Please restate the data that follows, leaving every word in place.

(Collected data)
● ● ● ● ● ● ●
use crate::auth::TenantContext;
use crate::error::{ErrorResponse, HttpAppError};
use crate::state::DbState;
use axum::{
    extract::{Path, State},
    Json,
};
use indoc_core::models::DocumentResponse;
use indoc_core::AppError;
use serde::Serialize;
use utoipa::ToSchema;
use uuid::Uuid;

#[derive(Debug, Serialize, ToSchema)]
pub struct DocumentListResponse {
    pub documents: Vec<DocumentResponse>,
    pub total: usize,
}

#[derive(Debug, Serialize, ToSchema)]
pub struct DeleteResponse {
    pub success: bool,
    /// Number of documents soft-deleted, including descendants.
    pub deleted: u64,
}

#[utoipa::path(
    get,
    path = "/files",
    tag = "files",
    responses(
        (status = 200, description = "Tenant documents, newest first", body = DocumentListResponse),
        (status = 401, description = "Missing or invalid API key", body = ErrorResponse)
    ),
    security(("api_key" = []))
)]
pub async fn list_files(
    State(db): State<DbState>,
    tenant_ctx: TenantContext,
) -> Result<Json<DocumentListResponse>, HttpAppError> {
    let documents = db
        .document_repository
        .list_documents(tenant_ctx.tenant_id)
        .await?;

    let documents: Vec<DocumentResponse> =
        documents.into_iter().map(DocumentResponse::from).collect();
    let total = documents.len();

    Ok(Json(DocumentListResponse { documents, total }))
}

#[utoipa::path(
    get,
    path = "/files/{id}",
    tag = "files",
    params(("id" = Uuid, Path, description = "Document ID")),
    responses(
        (status = 200, description = "Document found", body = DocumentResponse),
        (status = 404, description = "No such document in this tenant", body = ErrorResponse)
    ),
    security(("api_key" = []))
)]
pub async fn get_file(
    State(db): State<DbState>,
    tenant_ctx: TenantContext,
    Path(id): Path<Uuid>,
) -> Result<Json<DocumentResponse>, HttpAppError> {
    let document = db
        .document_repository
        .get_document(tenant_ctx.tenant_id, id)
        .await?
        .ok_or_else(|| AppError::NotFound(format!("Document {} not found", id)))?;

    Ok(Json(DocumentResponse::from(document)))
}

#[utoipa::path(
    delete,
    path = "/files/{id}",
    tag = "files",
    params(("id" = Uuid, Path, description = "Document ID")),
    responses(
        (status = 200, description = "Document and descendants soft-deleted", body = DeleteResponse),
        (status = 404, description = "No such document in this tenant", body = ErrorResponse)
    ),
    security(("api_key" = []))
)]
pub async fn delete_file(
    State(db): State<DbState>,
    tenant_ctx: TenantContext,
    Path(id): Path<Uuid>,
) -> Result<Json<DeleteResponse>, HttpAppError> {
    let deleted = db
        .document_repository
        .delete_document(tenant_ctx.tenant_id, id)
        .await?;

    if deleted == 0 {
        return Err(AppError::NotFound(format!("Document {} not found", id)).into());
    }

    tracing::info!(document_id = %id, deleted = deleted, "Documents soft-deleted");

    Ok(Json(DeleteResponse {
        success: true,
        deleted,
    }))
}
● ● ● ● ● ● ●
▸ **Answer section**:
use crate::auth::TenantContext;
use crate::error::{ErrorResponse, HttpAppError};
use crate::state::DbState;
use axum::{
    extract::{Path, State},
    Json,
};
use indoc_core::models::DocumentResponse;
use indoc_core::AppError;
use serde::Serialize;
use utoipa::ToSchema;
use uuid::Uuid;

#[derive(Debug, Serialize, ToSchema)]
pub struct DocumentListResponse {
    pub documents: Vec<DocumentResponse>,
    pub total: usize,
}

#[derive(Debug, Serialize, ToSchema)]
pub struct DeleteResponse {
    pub success: bool,
    /// Number of documents soft-deleted, including descendants.
    pub deleted: u64,
}

#[utoipa::path(
    get,
    path = "/files",
    tag = "files",
    responses(
        (status = 200, description = "Tenant documents, newest first", body = DocumentListResponse),
        (status = 401, description = "Missing or invalid API key", body = ErrorResponse)
    ),
    security(("api_key" = []))
)]
pub async fn list_files(
    State(db): State<DbState>,
    tenant_ctx: TenantContext,
) -> Result<Json<DocumentListResponse>, HttpAppError> {
    let documents = db
        .document_repository
        .list_documents(tenant_ctx.tenant_id)
        .await?;

    let documents: Vec<DocumentResponse> =
        documents.into_iter().map(DocumentResponse::from).collect();
    let total = documents.len();

    Ok(Json(DocumentListResponse { documents, total }))
}

#[utoipa::path(
    get,
    path = "/files/{id}",
    tag = "files",
    params(("id" = Uuid, Path, description = "Document ID")),
    responses(
        (status = 200, description = "Document found", body = DocumentResponse),
        (status = 404, description = "No such document in this tenant", body = ErrorResponse)
    ),
    security(("api_key" = []))
)]
pub async fn get_file(
    State(db): State<DbState>,
    tenant_ctx: TenantContext,
    Path(id): Path<Uuid>,
) -> Result<Json<DocumentResponse>, HttpAppError> {
    let document = db
        .document_repository
        .get_document(tenant_ctx.tenant_id, id)
        .await?
        .ok_or_else(|| AppError::NotFound(format!("Document {} not found", id)))?;

    Ok(Json(DocumentResponse::from(document)))
}

#[utoipa::path(
    delete,
    path = "/files/{id}",
    tag = "files",
    params(("id" = Uuid, Path, description = "Document ID")),
    responses(
        (status = 200, description = "Document and descendants soft-deleted", body = DeleteResponse),
        (status = 404, description = "No such document in this tenant", body = ErrorResponse)
    ),
    security(("api_key" = []))
)]
pub async fn delete_file(
    State(db): State<DbState>,
    tenant_ctx: TenantContext,
    Path(id): Path<Uuid>,
) -> Result<Json<DeleteResponse>, HttpAppError> {
    let deleted = db
        .document_repository
        .delete_document(tenant_ctx.tenant_id, id)
        .await?;

    if deleted == 0 {
        return Err(AppError::NotFound(format!("Document {} not found", id)).into());
    }

    tracing::info!(document_id = %id, deleted = deleted, "Documents soft-deleted");

    Ok(Json(DeleteResponse {
        success: true,
        deleted,
    }))
}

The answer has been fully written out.